Stress Analysis of Orthogonally Stiffened Rectangular Plates by the Laplace Transformation

직교보강재(直交補强材)가 붙은 구형평판(矩形平板)에 있어서의 응력해석(應力解析)

Grillages are abundant in ship structures and in many other types of structures such as bridges and building floors. Clarkson has shown that plated grillages can be satisfactorily analyzed as gridworks if an appropriate effective breadth is taken into account. Also, it has previously been pointed out, by Nielsen, that grillage calculations could be simplified by use of the Laplace transformation. In this paper, it is assumed that the torsional rigidity of the members and axial load are negligible, also that girders have the same scantling and spacing each other and so stiffeners do. Then the grillages composed of both-end-fixed girders and both-end-hinged stiffeners, which are subjected only to uniform normal loads are investigated.
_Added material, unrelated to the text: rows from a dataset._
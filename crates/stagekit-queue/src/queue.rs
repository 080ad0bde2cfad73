use std::collections::VecDeque;
use std::sync::Mutex;

use tracing::debug;

use crate::config::QueueConfig;
use crate::error::{QueueError, QueueResult};

/// FIFO queue shared between producers and consumers.
///
/// Every operation takes the lock exactly once, so items come out in the
/// order their `enqueue` calls acquired it. Dequeuing from an empty queue
/// returns `None` and is not an error.
pub struct WorkQueue<T> {
    items: Mutex<VecDeque<T>>,
    capacity: Option<usize>,
}

impl<T> WorkQueue<T> {
    /// Create an empty, unbounded queue.
    pub fn new() -> Self {
        Self::with_config(&QueueConfig::default())
    }

    /// Create an empty queue from `config`.
    pub fn with_config(config: &QueueConfig) -> Self {
        Self {
            items: Mutex::new(VecDeque::new()),
            capacity: config.capacity,
        }
    }

    /// Append `item` at the back.
    pub fn enqueue(&self, item: T) -> QueueResult<()> {
        let mut items = self.items.lock().expect("lock poisoned");
        if let Some(capacity) = self.capacity {
            if items.len() >= capacity {
                debug!(capacity, "work queue full; rejecting item");
                return Err(QueueError::Full { capacity });
            }
        }
        items.push_back(item);
        Ok(())
    }

    /// Remove and return the front item.
    pub fn dequeue(&self) -> Option<T> {
        self.items.lock().expect("lock poisoned").pop_front()
    }

    /// Remove and return every pending item, front first.
    pub fn dequeue_all(&self) -> Vec<T> {
        self.items.lock().expect("lock poisoned").drain(..).collect()
    }

    /// Number of pending items.
    pub fn len(&self) -> usize {
        self.items.lock().expect("lock poisoned").len()
    }

    /// Returns `true` if nothing is pending.
    pub fn is_empty(&self) -> bool {
        self.items.lock().expect("lock poisoned").is_empty()
    }

    /// The configured capacity bound, if any.
    pub fn capacity(&self) -> Option<usize> {
        self.capacity
    }
}

impl<T: Clone> WorkQueue<T> {
    /// A copy of the front item, leaving it queued.
    pub fn front(&self) -> Option<T> {
        self.items.lock().expect("lock poisoned").front().cloned()
    }

    /// A copy of every pending item, front first.
    pub fn all(&self) -> Vec<T> {
        self.items.lock().expect("lock poisoned").iter().cloned().collect()
    }
}

impl<T> Default for WorkQueue<T> {
    fn default() -> Self {
        Self::new()
    }
}

impl<T> std::fmt::Debug for WorkQueue<T> {
    fn fmt(&self, f: &mut std::fmt::Formatter<'_>) -> std::fmt::Result {
        f.debug_struct("WorkQueue")
            .field("pending", &self.len())
            .field("capacity", &self.capacity)
            .finish()
    }
}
The calculus of variation is used to set up the differential equations and the Laplace transformation is applied to solve the differential equations. The program has been tested by FACOM 28 and the results show good agreements with those by the STRESS, which was developed in M.I.T.. The amount of the data input and computing time are much less than those of the STRESS. But this program has so much restrictions that it is urgent to extend the program to the grillage problems of arbitrary loading and boundary conditions.